NASHVILLE, Tenn. (TSU News Service) – A Tennessee State University History professor will participate in a four-week seminar on “Arts, Architecture and Devotional Interaction” at the University of York in York, England, this summer.
Dr. Elizabeth Dachowski is one of 16 teachers selected nationwide as National Endowment for the Humanities Summer Scholars to attend one of 30 seminars and institutes supported by the NEH.
The Endowment is a federal agency that supports enrichment opportunities at colleges, universities and cultural institutions each summer to help faculty work in collaboration and study with experts in humanities disciplines.

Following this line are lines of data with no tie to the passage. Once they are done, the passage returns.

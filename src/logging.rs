//! Tracing subscriber setup for the binaries.

use tracing_subscriber::EnvFilter;

/// Installs a fmt subscriber filtered by `RUST_LOG`, falling back to `info`
/// (`debug` when `verbose` is set). Later calls are no-ops.
pub fn init(verbose: bool) {
    let fallback = if verbose { "debug" } else { "info" };
    let installed = tracing_subscriber::fmt()
        .with_env_filter(EnvFilter::try_from_default_env().unwrap_or_else(|_| fallback.into()))
        .with_writer(std::io::stderr)
        .try_init()
        .is_ok();
    if installed {
        tracing::debug!(verbose, "logging initialized");
    }
}
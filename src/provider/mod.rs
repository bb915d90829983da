//! The container and its scope instances.
//!
//! A [`Container`] is the frozen result of a
//! [`ProviderRegistry`](crate::ProviderRegistry): one provider per type, chosen
//! for the active profile. It is cheap to clone and is passed explicitly
//! through the call chain; there is no global registry.

use std::any::Any;
use std::future::Future;
use std::sync::atomic::{AtomicU64, Ordering};
use std::sync::Arc;

use ahash::AHashMap;
use async_trait::async_trait;
use parking_lot::RwLock;

use crate::error::{BoxError, DiResult};
use crate::internal::ResolutionPath;
use crate::key::{key_of_type, Key};
use crate::lifetime::{Lifetime, Scope};
use crate::registration::{Provision, Registration, Registry};
use crate::settings::Profile;
use crate::traits::ResolverCore;

pub mod context;
pub mod scope;

pub use context::ResolverContext;
pub use scope::{ScopeGuard, ScopeHandle};

/// Resolves registered providers and opens scope instances.
///
/// Resolving directly from the container runs outside any scope: constants
/// and transients work, scoped providers fail with
/// [`DiError::ScopeNotActive`](crate::DiError::ScopeNotActive).
///
/// # Examples
///
/// ```rust
/// use scopewire::{DiError, Provision, ProviderRegistry, Resolver, Scope, ScopeExit};
///
/// struct Engine;
///
/// # #[tokio::main(flavor = "current_thread")]
/// # async fn main() -> Result<(), Box<dyn std::error::Error>> {
/// let mut registry = ProviderRegistry::new();
/// registry.add_scoped(Scope::Lifespan, |_| async { Ok(Provision::new(Engine)) })?;
/// let container = registry.build(None);
///
/// assert!(matches!(
///     container.get::<Engine>().await,
///     Err(DiError::ScopeNotActive { scope: Scope::Lifespan, .. })
/// ));
///
/// let lifespan = container.enter(Scope::Lifespan);
/// lifespan.get::<Engine>().await?;
/// lifespan.close(ScopeExit::Completed).await?;
/// # Ok(())
/// # }
/// ```
#[derive(Clone)]
pub struct Container {
    inner: Arc<ContainerInner>,
}

struct ContainerInner {
    providers: AHashMap<Key, Arc<Registration>>,
    overrides: RwLock<AHashMap<Key, Vec<(u64, Arc<Registration>)>>>,
    next_override: AtomicU64,
    profile: Option<Profile>,
}

impl Container {
    pub(crate) fn from_registry(registry: Registry, profile: Option<Profile>) -> Self {
        let providers = registry.select(profile);
        tracing::debug!(providers = providers.len(), profile = ?profile, "container built");
        Self {
            inner: Arc::new(ContainerInner {
                providers,
                overrides: RwLock::new(AHashMap::new()),
                next_override: AtomicU64::new(1),
                profile,
            }),
        }
    }

    /// The profile the container was built for.
    pub fn profile(&self) -> Option<Profile> {
        self.inner.profile
    }

    /// Opens a root scope instance.
    pub fn enter(&self, scope: Scope) -> ScopeGuard {
        ScopeGuard::open(self.clone(), None, scope)
    }

    /// A resolver context outside any scope.
    pub fn context(&self) -> ResolverContext {
        ResolverContext::new(self.clone(), None, ResolutionPath::default())
    }

    /// Whether a provider (or an override) exists for `T`.
    pub fn contains<T: 'static>(&self) -> bool {
        self.lookup(&key_of_type::<T>()).is_some()
    }

    /// The provider for `key`, overrides first.
    pub(crate) fn lookup(&self, key: &Key) -> Option<Arc<Registration>> {
        if let Some(stack) = self.inner.overrides.read().get(key) {
            if let Some((_, registration)) = stack.last() {
                return Some(registration.clone());
            }
        }
        self.inner.providers.get(key).cloned()
    }

    /// Replaces the provider for `T` with a constant until the guard drops.
    pub fn override_constant<T: Send + Sync + 'static>(&self, value: T) -> OverrideGuard {
        self.push_override(key_of_type::<T>(), Registration::constant(value))
    }

    /// Replaces the provider for `T` with a transient factory until the guard
    /// drops.
    pub fn override_transient<T, F, Fut>(&self, factory: F) -> OverrideGuard
    where
        T: Send + Sync + 'static,
        F: Fn(ResolverContext) -> Fut + Send + Sync + 'static,
        Fut: Future<Output = Result<Provision<T>, BoxError>> + Send + 'static,
    {
        self.push_override(
            key_of_type::<T>(),
            Registration::factory(Lifetime::Transient, factory),
        )
    }

    /// Replaces the provider for `T` with a factory bound to `scope` until the
    /// guard drops.
    pub fn override_scoped<T, F, Fut>(&self, scope: Scope, factory: F) -> OverrideGuard
    where
        T: Send + Sync + 'static,
        F: Fn(ResolverContext) -> Fut + Send + Sync + 'static,
        Fut: Future<Output = Result<Provision<T>, BoxError>> + Send + 'static,
    {
        self.push_override(
            key_of_type::<T>(),
            Registration::factory(Lifetime::Scoped(scope), factory),
        )
    }

    fn push_override(&self, key: Key, registration: Registration) -> OverrideGuard {
        let id = self.inner.next_override.fetch_add(1, Ordering::Relaxed);
        self.inner
            .overrides
            .write()
            .entry(key)
            .or_default()
            .push((id, Arc::new(registration)));
        tracing::debug!(service = key.display_name(), "provider overridden");
        OverrideGuard {
            container: self.clone(),
            key,
            id,
        }
    }
}

#[async_trait]
impl ResolverCore for Container {
    async fn resolve_any(&self, key: &Key) -> DiResult<Arc<dyn Any + Send + Sync>> {
        self.context().resolve_key(key).await
    }
}

impl std::fmt::Debug for Container {
    fn fmt(&self, f: &mut std::fmt::Formatter<'_>) -> std::fmt::Result {
        f.debug_struct("Container")
            .field("providers", &self.inner.providers.len())
            .field("profile", &self.inner.profile)
            .finish()
    }
}

/// Keeps a provider override installed; dropping it restores what was there
/// before.
///
/// Guards may be dropped in any order: each removes exactly its own entry.
#[must_use = "the override is removed as soon as the guard is dropped"]
pub struct OverrideGuard {
    container: Container,
    key: Key,
    id: u64,
}

impl Drop for OverrideGuard {
    fn drop(&mut self) {
        let mut overrides = self.container.inner.overrides.write();
        if let Some(stack) = overrides.get_mut(&self.key) {
            stack.retain(|(id, _)| *id != self.id);
            if stack.is_empty() {
                overrides.remove(&self.key);
            }
        }
    }
}

#[cfg(test)]
mod tests {
    use super::*;
    use crate::collection::ProviderRegistry;
    use crate::traits::Resolver;

    #[tokio::test]
    async fn test_overrides_stack_and_restore() {
        let mut registry = ProviderRegistry::new();
        registry.add_constant(1u32).unwrap();
        let container = registry.build(None);

        let outer = container.override_constant(2u32);
        let inner = container.override_constant(3u32);
        assert_eq!(*container.get::<u32>().await.unwrap(), 3);

        drop(outer);
        assert_eq!(*container.get::<u32>().await.unwrap(), 3);
        drop(inner);
        assert_eq!(*container.get::<u32>().await.unwrap(), 1);
    }

    #[tokio::test]
    async fn test_override_of_unregistered_type() {
        let container = ProviderRegistry::new().build(None);
        assert!(!container.contains::<String>());

        let guard = container.override_transient(|_| async { Ok(Provision::new(String::from("stub"))) });
        assert_eq!(container.get::<String>().await.unwrap().as_str(), "stub");
        drop(guard);
        assert!(!container.contains::<String>());
    }
}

Dachowsky, author of First Among Abbots: The Career of Abbo of Fleury, who also teaches world history and upper-division courses in pre-modern Europe, said the seminar will focus on medieval religious spaces.
“York’s archival resources will be very useful in my current research project, which grew out of my book on Abbo of Fleury,” Dachowski said. “Recent research on how communities used spaces is very exciting, and this seminar will give me a chance to develop materials that will fill out my medieval and early modern history courses.”
Her research interests include ecclesiastical politics in France around the year 1000, cross-cultural interactions in monastic communities, and hagiographical writings as historical sources.
At the York Seminar, Dachowski will work on cross-cultural interactions among medieval monks, as well as study the alien priories and cells of Yorkshire, and search for references to foreign monks in English houses.
“York is an incredible city, and I’ve long thought that it would be a great base for exploring the historical sites of Britain,” Dachowski added.
Topics for the 30 seminars and institutes offered for college and university teachers this summer include Algeria, Morocco, Tunisia: literature, the arts, and cinema since independence; American Maritime People; America’s East Central Europeans: migration and memory; arts, architecture, and devotional interaction in England, 1200–1600; black aesthetics and African diasporic culture; and bridging national borders in North America, among others.
According to the NEI, the nearly 437 summer scholars who participate in these programs of study will teach over 113,925 American students the following year
Additionally, Dachowsk and her fellow scholars participating in the summer program will each receive a stipend of $3,300 to cover travel, study and living expenses.